Et il s'avère que son programme (est-il toujours d'actualité ? Elle aurait tort d'en changer, puisque c'est ce qui lui a permis de s'imposer dans son parti) était / est très proche de ce que chez nous on appelle le Centre / Centre-Droit, en d'autres termes : contrairement à ce que croient ces pontes de la finances qui passent dans le camp Trump, elle n'est pas anti-business ni anti-finances, loin de là !

Le comble du summum de la plaisanterie politique serait qu'en examinant en détails le programme - supposé - de Trump, on lui trouve quelques points communs avec celui - tout aussi supposé - de Mme Harris ! Alors là je me gondolerais bien, façon Montgolfière ! :francais: :fume:

D'autres part, l'administration Biden a de bons résultats effectifs à mettre en avant (et ils ne vont pas s'en priver, z'allez voir ! J'en baille d'avance ! :embarassed: ) en matière... attention, mot super-bateau-valise-Arlésienne en approche ! ...de réindustrialisation.

(Je sais, je sais...)

Depuis que la politique existe (à peu de choses près...), soit depuis la préhistoire (à peu près...) on entends ce mot de "réindustrialisation" dans la bouche de gens de tous bords et de toutes couleurs politiques, mais parmi eux très très peu d'acteurs peuvent se vanter de l'avoir effectivement, concrètement, preuves à l'appui, fait.

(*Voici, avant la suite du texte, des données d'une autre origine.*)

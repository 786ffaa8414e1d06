//! In-process stand-in for the member service, bound to an ephemeral port.
//!
//! Behaves like the real server for everything the client relies on: public signup
//! and login, bearer-protected member endpoints, `{ "message": ... }` error bodies,
//! tokens handed back in the `Authorization` header. Every request is recorded so
//! tests can assert on method, path, headers and body.

use std::collections::HashMap;
use std::sync::{Arc, Mutex};

use axum::body::Bytes;
use axum::extract::State;
use axum::http::header::{AUTHORIZATION, CONTENT_TYPE};
use axum::http::{HeaderMap, Method, StatusCode, Uri};
use axum::response::{IntoResponse, Response};
use axum::{Json, Router};

use crate::models::{
    AuthenticationResponse, LoginRequest, Member, MemberRegistrationRequest, MemberUpdateRequest,
};
use crate::token::{decode_claims, now_secs, test_token};

#[derive(Debug, Clone)]
pub struct RecordedRequest {
    pub method: String,
    pub path: String,
    pub authorization: Option<String>,
    pub content_type: Option<String>,
    pub body: Vec<u8>,
}

#[derive(Default)]
struct FakeState {
    members: Vec<Member>,
    passwords: HashMap<String, String>,
    next_id: i64,
    requests: Vec<RecordedRequest>,
}

type Shared = Arc<Mutex<FakeState>>;

pub struct FakeServer {
    pub base_url: String,
    state: Shared,
}

impl FakeServer {
    pub async fn start() -> Self {
        let state: Shared = Arc::new(Mutex::new(FakeState {
            next_id: 1,
            ..Default::default()
        }));
        let router = Router::new().fallback(handle).with_state(state.clone());

        let listener = tokio::net::TcpListener::bind("127.0.0.1:0").await.unwrap();
        let addr = listener.local_addr().unwrap();
        tokio::spawn(async move {
            axum::serve(listener, router).await.unwrap();
        });

        Self {
            base_url: format!("http://{addr}"),
            state,
        }
    }

    pub fn requests(&self) -> Vec<RecordedRequest> {
        self.state.lock().unwrap().requests.clone()
    }

    pub fn members(&self) -> Vec<Member> {
        self.state.lock().unwrap().members.clone()
    }
}

fn header(headers: &HeaderMap, name: axum::http::HeaderName) -> Option<String> {
    headers
        .get(name)
        .and_then(|v| v.to_str().ok())
        .map(str::to_string)
}

fn error(status: StatusCode, message: &str) -> Response {
    (
        status,
        Json(serde_json::json!({
            "message": message,
            "statusCode": status.as_u16(),
        })),
    )
        .into_response()
}

fn authorized(headers: &HeaderMap) -> bool {
    header(headers, AUTHORIZATION)
        .and_then(|h| h.strip_prefix("Bearer ").map(str::to_string))
        .and_then(|t| decode_claims(&t).ok())
        .is_some_and(|claims| !claims.is_expired_at(now_secs()))
}

fn issue_token(email: &str) -> String {
    test_token(email, &["ROLE_USER"], Some(now_secs() + 3600))
}

async fn handle(
    State(state): State<Shared>,
    method: Method,
    uri: Uri,
    headers: HeaderMap,
    body: Bytes,
) -> Response {
    let path = uri.path().to_string();
    let mut state = state.lock().unwrap();
    state.requests.push(RecordedRequest {
        method: method.to_string(),
        path: path.clone(),
        authorization: header(&headers, AUTHORIZATION),
        content_type: header(&headers, CONTENT_TYPE),
        body: body.to_vec(),
    });

    let segments: Vec<&str> = path.trim_start_matches('/').split('/').collect();
    match (method.as_str(), segments.as_slice()) {
        ("POST", ["api", "v1", "auth", "login"]) => {
            let Ok(req) = serde_json::from_slice::<LoginRequest>(&body) else {
                return error(StatusCode::BAD_REQUEST, "malformed body");
            };
            if state.passwords.get(&req.username) != Some(&req.password) {
                return error(StatusCode::UNAUTHORIZED, "invalid credentials");
            }
            let member = state
                .members
                .iter()
                .find(|m| m.email == req.username)
                .cloned();
            let token = issue_token(&req.username);
            (
                StatusCode::OK,
                [(AUTHORIZATION, token.clone())],
                Json(AuthenticationResponse { token, member }),
            )
                .into_response()
        }
        ("POST", ["api", "v1", "members"]) => {
            let Ok(req) = serde_json::from_slice::<MemberRegistrationRequest>(&body) else {
                return error(StatusCode::BAD_REQUEST, "malformed body");
            };
            if state.passwords.contains_key(&req.email) {
                return error(StatusCode::CONFLICT, "email already taken");
            }
            let id = state.next_id;
            state.next_id += 1;
            state.passwords.insert(req.email.clone(), req.password);
            state.members.push(Member {
                id,
                name: req.name,
                email: req.email.clone(),
                age: req.age,
                gender: Some(req.gender),
                roles: vec!["ROLE_USER".to_string()],
                username: req.email.clone(),
                profile_image_id: None,
            });
            (StatusCode::OK, [(AUTHORIZATION, issue_token(&req.email))]).into_response()
        }
        (_, ["api", "v1", "members", ..]) if !authorized(&headers) => {
            error(StatusCode::FORBIDDEN, "Forbidden")
        }
        ("GET", ["api", "v1", "members"]) => Json(state.members.clone()).into_response(),
        (_, ["api", "v1", "members", id, rest @ ..]) => {
            let Ok(id) = id.parse::<i64>() else {
                return error(StatusCode::BAD_REQUEST, "bad id");
            };
            let not_found = format!("member with id [{id}] not found");
            let Some(index) = state.members.iter().position(|m| m.id == id) else {
                return error(StatusCode::NOT_FOUND, &not_found);
            };
            match (method.as_str(), rest) {
                ("GET", []) => Json(state.members[index].clone()).into_response(),
                ("PUT", []) => {
                    let Ok(req) = serde_json::from_slice::<MemberUpdateRequest>(&body) else {
                        return error(StatusCode::BAD_REQUEST, "malformed body");
                    };
                    let member = &mut state.members[index];
                    member.name = req.name;
                    member.email = req.email;
                    member.age = req.age;
                    if req.gender.is_some() {
                        member.gender = req.gender;
                    }
                    StatusCode::OK.into_response()
                }
                ("DELETE", []) => {
                    state.members.remove(index);
                    StatusCode::OK.into_response()
                }
                ("POST", ["profile-image"]) => {
                    let multipart = header(&headers, CONTENT_TYPE)
                        .is_some_and(|ct| ct.starts_with("multipart/form-data"));
                    if !multipart {
                        return error(StatusCode::UNSUPPORTED_MEDIA_TYPE, "expected multipart");
                    }
                    let uploads = state.requests.len();
                    state.members[index].profile_image_id = Some(format!("image-{id}-{uploads}"));
                    StatusCode::OK.into_response()
                }
                _ => error(StatusCode::METHOD_NOT_ALLOWED, "method not allowed"),
            }
        }
        _ => error(StatusCode::NOT_FOUND, "not found"),
    }
}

Construire un nombre significatif d'usines, ramener les gens aux boulot, toussa...

Tout ça pour dire : quel que soit le "côté" on l'on se situe - ou pas, pour les plus intelligents d'entre nous - les choses ne sont pas si claires et tranchées qu'on ne le croit généralement, méfions-nous des gros a-priori qui tâchent...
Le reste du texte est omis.